→ **The task**
From the records below, copy each line in which the string "trait" occurs.
BEGIN Source material
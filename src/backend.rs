//! Boundaries to the external collaborators: where images come from and
//! who performs the actual removal.
//!
//! Both are asynchronous: the editor issues a request, keeps handling input,
//! and applies the completion only if it is still the latest one.

use std::future::Future;
use std::path::{Path, PathBuf};

use image::codecs::jpeg::JpegEncoder;
use image::imageops::FilterType;
use image::DynamicImage;
use serde::{Deserialize, Serialize};

use crate::color::{FillColor, RemovalMode};
use crate::error::{Error, Result};
use crate::region::Region;

/// Default thumbnail width produced by [`FsImageSource`].
pub const DEFAULT_THUMBNAIL_WIDTH: u32 = 400;

/// JPEG quality used for thumbnails.
const THUMBNAIL_QUALITY: u8 = 85;

/// What an image source reports about a selected file.
#[derive(Debug, Clone, PartialEq, Eq)]
pub struct ImageInfo {
    /// Full-resolution width in pixels.
    pub width: u32,
    /// Full-resolution height in pixels.
    pub height: u32,
    /// Path of the original asset, handed back to the removal operation.
    pub path: PathBuf,
    /// Encoded display-resolution raster (any format `image` can decode).
    pub thumbnail: Vec<u8>,
}

/// Provides image metadata and a display thumbnail for a path.
pub trait ImageSource {
    /// Inspect `path`.
    ///
    /// # Errors
    ///
    /// Any error is treated as recoverable: the editor keeps its prior image.
    fn load(&self, path: &Path) -> impl Future<Output = Result<ImageInfo>>;
}

/// Parameters handed to the removal operation.
#[derive(Debug, Clone, PartialEq, Eq, Serialize, Deserialize)]
pub struct RemovalRequest {
    /// Full-resolution asset to process.
    pub input_path: PathBuf,
    /// Region left edge in image pixels.
    pub x: u32,
    /// Region top edge in image pixels.
    pub y: u32,
    /// Region width in image pixels.
    pub width: u32,
    /// Region height in image pixels.
    pub height: u32,
    /// Fill color, meaningful in fill mode.
    pub color: FillColor,
    /// Removal strategy.
    pub mode: RemovalMode,
}

impl RemovalRequest {
    /// Package a region and removal settings for `input_path`.
    #[must_use]
    pub fn new(input_path: PathBuf, region: Region, mode: RemovalMode, color: FillColor) -> Self {
        Self {
            input_path,
            x: region.x,
            y: region.y,
            width: region.w,
            height: region.h,
            color,
            mode,
        }
    }

    /// The region carried by this request.
    #[must_use]
    pub fn region(&self) -> Region {
        Region::new(self.x, self.y, self.width, self.height)
    }
}

/// What the removal operation reports back.
#[derive(Debug, Clone, PartialEq, Eq, Serialize, Deserialize)]
pub struct RemovalOutcome {
    /// Whether the output was written.
    pub success: bool,
    /// Where the output went, when it succeeded.
    pub output_path: Option<PathBuf>,
    /// Human-readable status message.
    pub message: String,
}

impl RemovalOutcome {
    /// Outcome recorded when the operation itself errored.
    #[must_use]
    pub fn failed(message: impl Into<String>) -> Self {
        Self {
            success: false,
            output_path: None,
            message: message.into(),
        }
    }
}

/// Performs the pixel-level removal on the full-resolution asset.
pub trait RemovalBackend {
    /// Run the removal described by `request`.
    ///
    /// # Errors
    ///
    /// Returns the operation's error message; the editor shows it and keeps
    /// the region so the user can retry.
    fn remove(
        &self,
        request: &RemovalRequest,
    ) -> impl Future<Output = std::result::Result<RemovalOutcome, String>>;
}

/// Check if a file has an extension the editor accepts.
#[must_use]
pub fn is_supported_image(path: &Path) -> bool {
    match path.extension().and_then(|e| e.to_str()) {
        Some(ext) => matches!(
            ext.to_lowercase().as_str(),
            "jpg" | "jpeg" | "png" | "webp"
        ),
        None => false,
    }
}

/// Output path convention of the removal operation.
///
/// Example: `"photo.jpg"` becomes `"photo_no_watermark.jpg"`.
#[must_use]
pub fn default_output_path(input: &Path) -> PathBuf {
    let stem = input.file_stem().unwrap_or_default().to_string_lossy();
    let ext = input.extension().unwrap_or_default().to_string_lossy();
    let parent = input.parent().unwrap_or(Path::new("."));
    parent.join(format!("{stem}_no_watermark.{ext}"))
}

/// Image source backed by the local file system.
///
/// Reads dimensions from the file header and produces a JPEG thumbnail no
/// wider than `thumbnail_width`.
#[derive(Debug, Clone)]
pub struct FsImageSource {
    /// Maximum thumbnail width in pixels.
    pub thumbnail_width: u32,
}

impl Default for FsImageSource {
    fn default() -> Self {
        Self {
            thumbnail_width: DEFAULT_THUMBNAIL_WIDTH,
        }
    }
}

impl FsImageSource {
    /// Synchronous body of [`ImageSource::load`].
    ///
    /// # Errors
    ///
    /// Returns [`Error::UnsupportedFormat`] for unknown extensions,
    /// [`Error::InvalidDimensions`] for empty images, and I/O or decode errors
    /// from reading the file.
    pub fn load_sync(&self, path: &Path) -> Result<ImageInfo> {
        if !is_supported_image(path) {
            return Err(Error::UnsupportedFormat(path.display().to_string()));
        }

        let (width, height) = image::image_dimensions(path)?;
        if width == 0 || height == 0 {
            return Err(Error::InvalidDimensions { width, height });
        }

        let img = image::open(path)?;
        let thumbnail = encode_thumbnail(&img, self.thumbnail_width)?;
        log::debug!(
            "{}: {width}x{height}, thumbnail {} bytes",
            path.display(),
            thumbnail.len()
        );

        Ok(ImageInfo {
            width,
            height,
            path: path.to_path_buf(),
            thumbnail,
        })
    }
}

impl ImageSource for FsImageSource {
    async fn load(&self, path: &Path) -> Result<ImageInfo> {
        self.load_sync(path)
    }
}

fn encode_thumbnail(img: &DynamicImage, max_width: u32) -> Result<Vec<u8>> {
    let scaled = if img.width() > max_width {
        let height = (u64::from(img.height()) * u64::from(max_width) / u64::from(img.width())).max(1);
        let height = u32::try_from(height).unwrap_or(u32::MAX);
        img.resize_exact(max_width.max(1), height, FilterType::Triangle)
    } else {
        img.clone()
    };

    let mut buf = Vec::new();
    {
        let mut encoder = JpegEncoder::new_with_quality(&mut buf, THUMBNAIL_QUALITY);
        encoder.encode_image(&DynamicImage::ImageRgb8(scaled.to_rgb8()))?;
    }
    Ok(buf)
}

#[cfg(test)]
mod tests {
    use super::*;

    #[test]
    fn default_output_path_appends_suffix() {
        let p = default_output_path(Path::new("/tmp/photo.jpg"));
        assert_eq!(p, PathBuf::from("/tmp/photo_no_watermark.jpg"));

        let p = default_output_path(Path::new("image.png"));
        assert_eq!(
            p.file_name().unwrap().to_str().unwrap(),
            "image_no_watermark.png"
        );
    }

    #[test]
    fn is_supported_image_accepts_editor_formats() {
        assert!(is_supported_image(Path::new("photo.jpg")));
        assert!(is_supported_image(Path::new("photo.JPEG")));
        assert!(is_supported_image(Path::new("photo.png")));
        assert!(is_supported_image(Path::new("photo.webp")));
    }

    #[test]
    fn is_supported_image_rejects_other_formats() {
        assert!(!is_supported_image(Path::new("photo.bmp")));
        assert!(!is_supported_image(Path::new("clip.mp4")));
        assert!(!is_supported_image(Path::new("photo")));
    }

    #[test]
    fn request_serializes_with_wire_names() {
        let req = RemovalRequest::new(
            PathBuf::from("a.png"),
            Region::new(1, 2, 30, 40),
            RemovalMode::Fill,
            FillColor::rgb(0xab, 0xcd, 0xef),
        );
        let json = serde_json::to_value(&req).unwrap();
        assert_eq!(json["input_path"], "a.png");
        assert_eq!(json["width"], 30);
        assert_eq!(json["color"], "#abcdef");
        assert_eq!(json["mode"], "fill");
        assert_eq!(req.region(), Region::new(1, 2, 30, 40));
    }

    #[test]
    fn thumbnail_is_capped_in_width() {
        let img = DynamicImage::new_rgb8(1000, 500);
        let bytes = encode_thumbnail(&img, 400).unwrap();
        let decoded = image::load_from_memory(&bytes).unwrap();
        assert_eq!((decoded.width(), decoded.height()), (400, 200));

        let small = DynamicImage::new_rgb8(120, 80);
        let bytes = encode_thumbnail(&small, 400).unwrap();
        let decoded = image::load_from_memory(&bytes).unwrap();
        assert_eq!((decoded.width(), decoded.height()), (120, 80));
    }

    #[test]
    fn fs_source_rejects_unsupported_extension() {
        let err = FsImageSource::default()
            .load_sync(Path::new("notes.txt"))
            .unwrap_err();
        assert!(matches!(err, Error::UnsupportedFormat(_)));
    }
}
END Source material
→ **Task output**
pub trait ImageSource {
pub trait RemovalBackend {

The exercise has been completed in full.